Governments provide subsidies to stimulate certain economic activities or support more general national goals. They typically come in the form of cash payments, grants, tax breaks as well as low-interest guaranteed loans. Subsidies can help communities that are disadvantaged obtain healthcare, education or housing. They also can provide benefits for businesses, such as lower taxes and government purchases of their products.

Many people who criticize subsidy programs point at the unbalanced incentives that result from the programs. They claim that subsidies create an entanglement between politicians and businesses, encouraging them to donate to campaigns and to demand a higher level of treatment from decision makers. They also argue that subsidies can discourage innovation and inefficiency because they make firms that rely on them less likely to invest in new technologies, or to change their business model to meet consumer demand.

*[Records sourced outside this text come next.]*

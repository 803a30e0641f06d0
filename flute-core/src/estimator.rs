//! # Pitch Estimator
//!
//! Turns one window of samples into a smoothed note estimate. Each step is
//! a hard gate; a window that fails any of them produces no estimate:
//!
//! 1. Energy gate: RMS below the silence threshold
//! 2. Autocorrelation: no periodicity found
//! 3. Range gate: frequency outside `[minFreq, maxFreq]`
//!
//! Windows that pass are smoothed against the recent history, scored for
//! confidence and converted to a note. Silence and out-of-range pitch also
//! clear the smoothing history so a new attack starts fresh.

use serde::{Deserialize, Serialize};

use crate::config::{ConfidenceMode, ConfigError, DetectorConfig};
use crate::pitch;
use crate::smoothing::SmoothingState;
use crate::tuning;

/// Windows between periodic energy reports at debug level.
const ENERGY_REPORT_INTERVAL: u64 = 60;

/// A fixed-length block of mono samples and the rate they were taken at.
#[derive(Debug, Clone, PartialEq)]
pub struct SampleWindow {
    samples: Vec<f32>,
    sample_rate: u32,
}

impl SampleWindow {
    pub fn new(samples: Vec<f32>, sample_rate: u32) -> Self {
        Self { samples, sample_rate }
    }

    pub fn samples(&self) -> &[f32] {
        &self.samples
    }

    pub fn sample_rate(&self) -> u32 {
        self.sample_rate
    }

    pub fn len(&self) -> usize {
        self.samples.len()
    }

    pub fn is_empty(&self) -> bool {
        self.samples.is_empty()
    }
}

/// One analysis frame's pitch reading.
#[derive(Debug, Clone, PartialEq, Serialize, Deserialize)]
#[serde(rename_all = "camelCase")]
pub struct PitchEstimate {
    /// Smoothed frequency in Hz, one decimal.
    pub frequency: f32,
    /// Pitch-class name, one of `tuning::NOTE_NAMES`.
    pub note: String,
    pub octave: i32,
    pub full_note: String,
    /// Offset from the nearest note, in [-50, 50].
    pub cents: i32,
    pub midi_note: i32,
    /// Stability of the reading, in [0, 1].
    pub confidence: f32,
    /// Frequency before smoothing, in Hz.
    pub raw_frequency: f32,
}

/// Autocorrelation pitch estimator with owned smoothing state.
#[derive(Debug, Clone)]
pub struct PitchEstimator {
    config: DetectorConfig,
    smoothing: SmoothingState,
    frames_analysed: u64,
}

impl PitchEstimator {
    pub fn new(config: DetectorConfig) -> Result<Self, ConfigError> {
        config.validate()?;
        let smoothing = SmoothingState::new(config.history_size, config.smoothing_factor);
        Ok(Self {
            config,
            smoothing,
            frames_analysed: 0,
        })
    }

    pub fn config(&self) -> &DetectorConfig {
        &self.config
    }

    pub fn smoothing(&self) -> &SmoothingState {
        &self.smoothing
    }

    /// Estimates the pitch of a captured window.
    pub fn estimate(&mut self, window: &SampleWindow) -> Option<PitchEstimate> {
        self.estimate_samples(window.samples(), window.sample_rate())
    }

    /// Estimates the pitch of a borrowed block of samples.
    pub fn estimate_samples(&mut self, samples: &[f32], sample_rate: u32) -> Option<PitchEstimate> {
        self.frames_analysed += 1;

        let rms = pitch::rms(samples);
        let audible = rms >= self.config.silence_rms_threshold;
        if self.frames_analysed % ENERGY_REPORT_INTERVAL == 0 {
            log::debug!(
                "Audio RMS: {:.4} {}",
                rms,
                if audible { "(signal)" } else { "(too quiet)" }
            );
        }
        if !audible {
            log::trace!("Window rejected: RMS {:.4} below silence threshold", rms);
            return self.no_pitch();
        }

        let Some(raw_frequency) = pitch::detect_pitch_autocorrelation(samples, sample_rate) else {
            log::trace!("Window rejected: no correlation peak");
            return self.no_pitch();
        };

        if raw_frequency < self.config.min_freq || raw_frequency > self.config.max_freq {
            log::trace!("Window rejected: {:.1} Hz outside instrument range", raw_frequency);
            return self.no_pitch();
        }

        let smoothed = self.smoothing.push(raw_frequency);
        let confidence = match self.config.confidence_mode {
            ConfidenceMode::Stability => self.smoothing.confidence(),
            ConfidenceMode::Fixed => 1.0,
        };

        let reading = tuning::frequency_to_note(smoothed, self.config.a4_reference);
        Some(PitchEstimate {
            frequency: reading.frequency,
            note: reading.note.to_string(),
            octave: reading.octave,
            full_note: reading.full_note,
            cents: reading.cents,
            midi_note: reading.midi_note,
            confidence,
            raw_frequency,
        })
    }

    /// Clears the smoothing history, e.g. when acquisition stops.
    pub fn reset(&mut self) {
        if !self.smoothing.is_empty() {
            log::debug!("Clearing pitch smoothing history");
        }
        self.smoothing.reset();
    }

    fn no_pitch(&mut self) -> Option<PitchEstimate> {
        self.smoothing.reset();
        None
    }
}

#[cfg(test)]
mod tests {
    use super::*;

    const SAMPLE_RATE: u32 = 44100;

    fn sine_window(freq: f32, amplitude: f32) -> SampleWindow {
        let samples = (0..4096)
            .map(|i| {
                let phase = 2.0 * std::f32::consts::PI * freq * i as f32 / SAMPLE_RATE as f32;
                amplitude * phase.sin()
            })
            .collect();
        SampleWindow::new(samples, SAMPLE_RATE)
    }

    fn estimator() -> PitchEstimator {
        PitchEstimator::new(DetectorConfig::default()).unwrap()
    }

    #[test]
    fn rejects_invalid_config() {
        let config = DetectorConfig {
            min_freq: 900.0,
            max_freq: 300.0,
            ..Default::default()
        };
        assert!(PitchEstimator::new(config).is_err());
    }

    #[test]
    fn g4_sine_is_detected_in_tune() {
        let estimate = estimator().estimate(&sine_window(392.0, 0.8)).unwrap();
        assert_eq!(estimate.note, "G");
        assert_eq!(estimate.octave, 4);
        assert_eq!(estimate.full_note, "G4");
        assert_eq!(estimate.midi_note, 67);
        assert!(estimate.cents.abs() <= 5, "cents {}", estimate.cents);
        assert_eq!(estimate.confidence, 1.0);
    }

    #[test]
    fn silence_yields_nothing_and_clears_history() {
        let mut estimator = estimator();
        estimator.estimate(&sine_window(440.0, 0.8)).unwrap();
        assert!(!estimator.smoothing().is_empty());

        let silence = SampleWindow::new(vec![0.0; 4096], SAMPLE_RATE);
        assert_eq!(estimator.estimate(&silence), None);
        assert!(estimator.smoothing().is_empty());
        assert_eq!(estimator.estimate(&silence), None);
    }

    #[test]
    fn quiet_tone_is_gated_by_threshold() {
        // RMS of a 0.02 amplitude sine is about 0.014.
        let quiet = sine_window(440.0, 0.02);
        assert_eq!(estimator().estimate(&quiet), None);

        let sensitive = DetectorConfig {
            silence_rms_threshold: crate::config::SILENCE_RMS_SENSITIVE,
            ..Default::default()
        };
        let mut estimator = PitchEstimator::new(sensitive).unwrap();
        assert!(estimator.estimate(&quiet).is_some());
    }

    #[test]
    fn out_of_range_tones_are_discarded() {
        let mut estimator = estimator();
        estimator.estimate(&sine_window(440.0, 0.8)).unwrap();

        assert_eq!(estimator.estimate(&sine_window(100.0, 0.8)), None);
        assert!(estimator.smoothing().is_empty());
        assert_eq!(estimator.estimate(&sine_window(2000.0, 0.8)), None);
    }

    #[test]
    fn pitch_change_is_damped_by_smoothing() {
        let mut estimator = estimator();
        for _ in 0..5 {
            estimator.estimate(&sine_window(440.0, 0.8)).unwrap();
        }
        let estimate = estimator.estimate(&sine_window(523.25, 0.8)).unwrap();
        // One new reading cannot move the median of five.
        assert_eq!(estimate.full_note, "A4");
        assert!(estimate.raw_frequency > 500.0);
    }

    #[test]
    fn fixed_confidence_mode_reports_one() {
        let config = DetectorConfig {
            confidence_mode: ConfidenceMode::Fixed,
            ..Default::default()
        };
        let mut estimator = PitchEstimator::new(config).unwrap();
        estimator.estimate(&sine_window(440.0, 0.8)).unwrap();
        let estimate = estimator.estimate(&sine_window(466.16, 0.8)).unwrap();
        assert_eq!(estimate.confidence, 1.0);
    }

    #[test]
    fn estimate_serialises_with_camel_case_keys() {
        let estimate = estimator().estimate(&sine_window(392.0, 0.8)).unwrap();
        let json = serde_json::to_value(&estimate).unwrap();
        assert_eq!(json["fullNote"], "G4");
        assert_eq!(json["midiNote"], 67);
        assert!(json.get("rawFrequency").is_some());
    }
}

These subsidies could have significant effects on the budget, even if they are specifically designed for a particular purpose. They could also be difficult to calculate. They may also crowd out more efficient and equitable public spending.

For instance when governments provide subsidies to energy production, they are able to make solar panels cost-effective for homeowners, and assist companies that sell them subsidized child care assistance by lowering the price of their products or providing tax credits. They may also encourage the consumption of a product or service, such as offering families subsidies to cover a portion of their health insurance premiums. The government can also help people to take out federal loans by offering low interest rates, deferment of payments or flexible payment plans.